[Stored records]
※ ※ ※
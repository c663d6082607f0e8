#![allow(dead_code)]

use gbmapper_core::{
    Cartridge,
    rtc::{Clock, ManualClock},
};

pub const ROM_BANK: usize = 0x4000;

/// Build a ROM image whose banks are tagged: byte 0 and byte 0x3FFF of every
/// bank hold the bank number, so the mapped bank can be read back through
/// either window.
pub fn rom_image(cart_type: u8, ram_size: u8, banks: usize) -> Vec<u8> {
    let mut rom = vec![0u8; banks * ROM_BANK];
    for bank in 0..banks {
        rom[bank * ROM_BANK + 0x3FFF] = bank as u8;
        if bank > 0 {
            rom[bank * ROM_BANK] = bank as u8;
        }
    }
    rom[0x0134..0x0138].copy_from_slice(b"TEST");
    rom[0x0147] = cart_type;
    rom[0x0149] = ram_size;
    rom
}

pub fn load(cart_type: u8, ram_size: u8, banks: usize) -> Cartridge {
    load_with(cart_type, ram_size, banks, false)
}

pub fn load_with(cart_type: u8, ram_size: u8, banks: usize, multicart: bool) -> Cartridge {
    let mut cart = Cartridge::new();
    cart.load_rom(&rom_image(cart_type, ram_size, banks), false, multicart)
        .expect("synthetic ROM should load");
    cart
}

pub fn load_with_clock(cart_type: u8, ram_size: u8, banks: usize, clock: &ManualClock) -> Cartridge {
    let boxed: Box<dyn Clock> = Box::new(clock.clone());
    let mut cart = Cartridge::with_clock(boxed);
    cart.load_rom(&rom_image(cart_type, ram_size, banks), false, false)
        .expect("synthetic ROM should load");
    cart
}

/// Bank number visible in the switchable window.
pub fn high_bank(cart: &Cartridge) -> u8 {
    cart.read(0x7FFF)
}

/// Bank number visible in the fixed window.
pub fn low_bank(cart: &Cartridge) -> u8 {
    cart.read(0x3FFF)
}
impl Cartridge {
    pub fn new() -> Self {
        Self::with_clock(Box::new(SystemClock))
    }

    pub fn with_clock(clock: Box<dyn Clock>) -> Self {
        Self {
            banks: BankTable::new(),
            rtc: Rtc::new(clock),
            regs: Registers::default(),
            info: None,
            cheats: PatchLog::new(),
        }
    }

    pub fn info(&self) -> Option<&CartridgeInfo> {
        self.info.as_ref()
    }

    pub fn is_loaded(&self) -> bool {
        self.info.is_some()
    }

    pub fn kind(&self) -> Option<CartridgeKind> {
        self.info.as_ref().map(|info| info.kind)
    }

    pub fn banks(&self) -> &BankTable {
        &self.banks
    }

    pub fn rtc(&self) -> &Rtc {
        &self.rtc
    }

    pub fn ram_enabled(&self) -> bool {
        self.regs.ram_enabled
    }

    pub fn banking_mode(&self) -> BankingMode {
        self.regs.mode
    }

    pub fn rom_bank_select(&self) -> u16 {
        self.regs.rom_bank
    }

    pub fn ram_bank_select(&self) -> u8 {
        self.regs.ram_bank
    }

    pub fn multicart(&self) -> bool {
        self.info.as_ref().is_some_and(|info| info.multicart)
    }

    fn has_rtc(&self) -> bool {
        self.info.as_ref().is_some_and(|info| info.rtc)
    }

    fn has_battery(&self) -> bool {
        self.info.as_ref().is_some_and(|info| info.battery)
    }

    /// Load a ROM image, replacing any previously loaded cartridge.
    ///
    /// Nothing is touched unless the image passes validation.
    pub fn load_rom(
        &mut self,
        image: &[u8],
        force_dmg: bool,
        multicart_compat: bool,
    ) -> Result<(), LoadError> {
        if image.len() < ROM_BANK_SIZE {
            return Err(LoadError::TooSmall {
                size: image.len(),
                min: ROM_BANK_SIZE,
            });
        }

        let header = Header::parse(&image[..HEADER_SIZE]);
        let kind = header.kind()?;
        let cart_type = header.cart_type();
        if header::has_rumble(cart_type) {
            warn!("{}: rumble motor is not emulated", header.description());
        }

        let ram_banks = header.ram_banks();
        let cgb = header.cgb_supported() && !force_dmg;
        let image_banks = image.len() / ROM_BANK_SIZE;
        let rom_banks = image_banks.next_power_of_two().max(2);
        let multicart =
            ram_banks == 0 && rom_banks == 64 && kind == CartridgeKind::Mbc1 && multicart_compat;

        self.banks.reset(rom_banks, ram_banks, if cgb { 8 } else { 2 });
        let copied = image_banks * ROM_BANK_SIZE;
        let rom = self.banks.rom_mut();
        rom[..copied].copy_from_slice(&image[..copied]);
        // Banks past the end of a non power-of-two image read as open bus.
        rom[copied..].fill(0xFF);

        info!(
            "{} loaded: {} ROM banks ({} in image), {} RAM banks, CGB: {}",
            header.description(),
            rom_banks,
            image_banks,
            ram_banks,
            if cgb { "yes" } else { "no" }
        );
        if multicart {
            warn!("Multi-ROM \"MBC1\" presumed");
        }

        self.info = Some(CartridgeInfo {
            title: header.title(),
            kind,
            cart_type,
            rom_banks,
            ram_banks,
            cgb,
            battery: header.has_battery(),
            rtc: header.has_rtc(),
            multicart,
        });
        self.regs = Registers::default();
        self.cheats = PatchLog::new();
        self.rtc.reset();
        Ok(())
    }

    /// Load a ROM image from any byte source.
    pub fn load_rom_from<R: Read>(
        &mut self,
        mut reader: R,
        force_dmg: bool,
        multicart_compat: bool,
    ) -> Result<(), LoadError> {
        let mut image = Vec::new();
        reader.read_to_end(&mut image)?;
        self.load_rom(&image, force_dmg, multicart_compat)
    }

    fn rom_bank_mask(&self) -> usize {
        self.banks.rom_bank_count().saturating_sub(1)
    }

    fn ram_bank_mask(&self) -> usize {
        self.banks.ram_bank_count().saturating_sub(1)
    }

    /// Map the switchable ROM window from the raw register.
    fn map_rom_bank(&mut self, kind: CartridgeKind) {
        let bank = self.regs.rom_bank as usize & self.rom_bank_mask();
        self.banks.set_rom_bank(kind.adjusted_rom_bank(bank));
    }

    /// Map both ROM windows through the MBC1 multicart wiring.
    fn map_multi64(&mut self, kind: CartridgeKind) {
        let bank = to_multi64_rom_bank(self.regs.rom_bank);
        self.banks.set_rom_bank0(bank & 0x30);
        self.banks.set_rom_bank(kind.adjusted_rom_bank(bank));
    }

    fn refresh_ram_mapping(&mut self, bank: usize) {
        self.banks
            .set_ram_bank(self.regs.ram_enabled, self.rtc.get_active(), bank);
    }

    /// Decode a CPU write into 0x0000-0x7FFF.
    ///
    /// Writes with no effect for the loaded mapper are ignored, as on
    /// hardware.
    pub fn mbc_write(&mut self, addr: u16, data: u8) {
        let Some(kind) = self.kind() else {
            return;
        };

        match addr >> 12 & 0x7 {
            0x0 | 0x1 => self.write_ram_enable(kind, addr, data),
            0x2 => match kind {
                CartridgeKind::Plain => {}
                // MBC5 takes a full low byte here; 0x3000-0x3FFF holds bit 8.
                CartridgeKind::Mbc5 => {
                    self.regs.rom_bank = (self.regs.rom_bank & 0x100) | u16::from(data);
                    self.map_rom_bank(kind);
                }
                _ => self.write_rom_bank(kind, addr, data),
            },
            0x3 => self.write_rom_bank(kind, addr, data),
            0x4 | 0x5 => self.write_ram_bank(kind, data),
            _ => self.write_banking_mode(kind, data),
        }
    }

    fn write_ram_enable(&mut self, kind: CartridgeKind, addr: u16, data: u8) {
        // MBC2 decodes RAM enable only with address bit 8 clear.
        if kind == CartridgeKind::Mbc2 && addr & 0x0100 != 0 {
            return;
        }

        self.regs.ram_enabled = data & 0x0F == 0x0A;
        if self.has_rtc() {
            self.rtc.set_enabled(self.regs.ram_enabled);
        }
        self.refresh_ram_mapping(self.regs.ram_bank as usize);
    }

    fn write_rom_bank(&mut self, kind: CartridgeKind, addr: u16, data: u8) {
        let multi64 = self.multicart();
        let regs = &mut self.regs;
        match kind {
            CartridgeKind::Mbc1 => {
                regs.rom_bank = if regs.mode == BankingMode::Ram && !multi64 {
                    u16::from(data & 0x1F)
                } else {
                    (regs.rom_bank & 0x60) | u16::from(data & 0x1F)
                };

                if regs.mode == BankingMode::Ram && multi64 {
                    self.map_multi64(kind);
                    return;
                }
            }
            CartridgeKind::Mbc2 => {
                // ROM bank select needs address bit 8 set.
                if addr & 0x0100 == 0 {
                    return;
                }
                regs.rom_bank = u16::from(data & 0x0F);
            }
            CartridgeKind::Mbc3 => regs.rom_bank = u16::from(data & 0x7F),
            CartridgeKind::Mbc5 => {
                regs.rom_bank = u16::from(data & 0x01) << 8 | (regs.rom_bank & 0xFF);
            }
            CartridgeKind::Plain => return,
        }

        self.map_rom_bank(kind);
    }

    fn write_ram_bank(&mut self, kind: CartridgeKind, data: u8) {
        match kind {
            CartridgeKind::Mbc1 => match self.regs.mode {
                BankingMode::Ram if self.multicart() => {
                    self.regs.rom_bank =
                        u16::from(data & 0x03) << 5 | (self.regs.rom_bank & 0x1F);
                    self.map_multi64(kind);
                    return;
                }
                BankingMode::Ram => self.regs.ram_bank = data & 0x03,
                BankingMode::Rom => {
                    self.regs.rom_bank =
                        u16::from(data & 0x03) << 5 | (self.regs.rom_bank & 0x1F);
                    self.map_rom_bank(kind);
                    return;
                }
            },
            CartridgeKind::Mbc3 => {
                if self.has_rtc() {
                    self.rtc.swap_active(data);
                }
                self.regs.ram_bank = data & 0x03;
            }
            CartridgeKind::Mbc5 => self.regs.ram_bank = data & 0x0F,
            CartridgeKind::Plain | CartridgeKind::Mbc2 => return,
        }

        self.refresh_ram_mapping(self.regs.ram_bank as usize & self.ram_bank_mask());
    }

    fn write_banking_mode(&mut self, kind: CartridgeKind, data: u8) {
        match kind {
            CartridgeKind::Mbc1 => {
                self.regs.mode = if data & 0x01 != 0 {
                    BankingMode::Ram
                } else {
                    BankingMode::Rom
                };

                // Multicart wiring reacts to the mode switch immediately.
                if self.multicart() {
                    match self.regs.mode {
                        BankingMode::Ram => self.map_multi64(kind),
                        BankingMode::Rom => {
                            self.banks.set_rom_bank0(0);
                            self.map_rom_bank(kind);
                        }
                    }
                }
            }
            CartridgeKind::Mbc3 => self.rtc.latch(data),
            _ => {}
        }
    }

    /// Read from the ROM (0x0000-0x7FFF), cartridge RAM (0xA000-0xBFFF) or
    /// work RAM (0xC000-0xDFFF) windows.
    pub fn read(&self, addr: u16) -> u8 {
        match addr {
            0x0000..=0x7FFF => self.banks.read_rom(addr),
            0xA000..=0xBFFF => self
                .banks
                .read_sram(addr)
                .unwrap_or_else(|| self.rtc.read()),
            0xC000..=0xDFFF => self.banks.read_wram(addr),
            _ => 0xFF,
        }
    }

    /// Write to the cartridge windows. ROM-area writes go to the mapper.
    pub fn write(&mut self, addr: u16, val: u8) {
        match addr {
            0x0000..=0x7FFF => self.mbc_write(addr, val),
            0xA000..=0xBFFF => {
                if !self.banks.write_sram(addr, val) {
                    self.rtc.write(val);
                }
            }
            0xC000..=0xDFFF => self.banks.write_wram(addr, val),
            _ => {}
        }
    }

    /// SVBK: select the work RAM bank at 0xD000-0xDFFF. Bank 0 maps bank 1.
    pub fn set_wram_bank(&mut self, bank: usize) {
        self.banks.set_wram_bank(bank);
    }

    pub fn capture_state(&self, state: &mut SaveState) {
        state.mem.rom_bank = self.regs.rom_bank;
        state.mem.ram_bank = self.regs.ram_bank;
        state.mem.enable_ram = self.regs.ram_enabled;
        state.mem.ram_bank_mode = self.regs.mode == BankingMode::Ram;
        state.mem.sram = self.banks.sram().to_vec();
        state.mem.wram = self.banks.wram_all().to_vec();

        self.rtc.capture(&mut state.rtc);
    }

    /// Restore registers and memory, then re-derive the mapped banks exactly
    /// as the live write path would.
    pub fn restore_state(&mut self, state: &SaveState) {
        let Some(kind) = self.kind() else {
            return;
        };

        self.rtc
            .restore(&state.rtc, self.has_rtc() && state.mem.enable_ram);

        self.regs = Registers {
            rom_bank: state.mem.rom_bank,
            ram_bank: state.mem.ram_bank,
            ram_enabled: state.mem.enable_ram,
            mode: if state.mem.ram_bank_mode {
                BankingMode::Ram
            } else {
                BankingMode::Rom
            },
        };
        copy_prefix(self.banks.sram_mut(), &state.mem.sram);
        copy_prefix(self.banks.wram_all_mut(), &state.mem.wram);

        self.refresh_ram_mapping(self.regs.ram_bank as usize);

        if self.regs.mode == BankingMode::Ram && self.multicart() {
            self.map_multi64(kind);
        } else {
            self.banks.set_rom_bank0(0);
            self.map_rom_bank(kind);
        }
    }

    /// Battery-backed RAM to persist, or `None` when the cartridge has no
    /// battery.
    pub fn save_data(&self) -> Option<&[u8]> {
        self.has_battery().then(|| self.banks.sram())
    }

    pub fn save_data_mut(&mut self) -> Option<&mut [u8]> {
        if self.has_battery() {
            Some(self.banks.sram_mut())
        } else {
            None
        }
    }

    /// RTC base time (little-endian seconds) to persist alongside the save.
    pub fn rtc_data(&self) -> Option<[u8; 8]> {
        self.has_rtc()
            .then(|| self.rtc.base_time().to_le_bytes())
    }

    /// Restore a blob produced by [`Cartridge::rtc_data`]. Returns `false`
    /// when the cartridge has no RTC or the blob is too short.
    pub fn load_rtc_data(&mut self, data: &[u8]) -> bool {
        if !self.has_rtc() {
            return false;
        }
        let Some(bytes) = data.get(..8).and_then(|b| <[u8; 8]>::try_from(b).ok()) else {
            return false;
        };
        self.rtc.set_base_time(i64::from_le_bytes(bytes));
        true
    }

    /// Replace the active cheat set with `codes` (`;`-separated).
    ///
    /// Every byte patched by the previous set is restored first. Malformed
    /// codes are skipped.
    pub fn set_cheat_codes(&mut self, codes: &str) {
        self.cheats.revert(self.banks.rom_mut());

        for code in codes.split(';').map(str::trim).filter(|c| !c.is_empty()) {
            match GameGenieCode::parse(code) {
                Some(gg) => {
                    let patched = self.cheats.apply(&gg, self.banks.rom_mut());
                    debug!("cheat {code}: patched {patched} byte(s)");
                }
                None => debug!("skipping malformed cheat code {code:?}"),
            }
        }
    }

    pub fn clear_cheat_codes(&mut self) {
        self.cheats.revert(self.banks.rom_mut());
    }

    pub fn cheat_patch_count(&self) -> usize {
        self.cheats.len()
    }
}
※ ※ ※
• _Task goal_: What is needed is every line from the start of the entries through the line containing "pub fn rom_image(cart_type: u8, ram_size: u8, banks: usize)", returned word for word and nothing else.

• _Your solution_:
repository c663d6082607f0e8
#![allow(dead_code)]

use gbmapper_core::{
    Cartridge,
    rtc::{Clock, ManualClock},
};

pub const ROM_BANK: usize = 0x4000;

/// Build a ROM image whose banks are tagged: byte 0 and byte 0x3FFF of every
/// bank hold the bank number, so the mapped bank can be read back through
/// either window.
pub fn rom_image(cart_type: u8, ram_size: u8, banks: usize) -> Vec<u8> {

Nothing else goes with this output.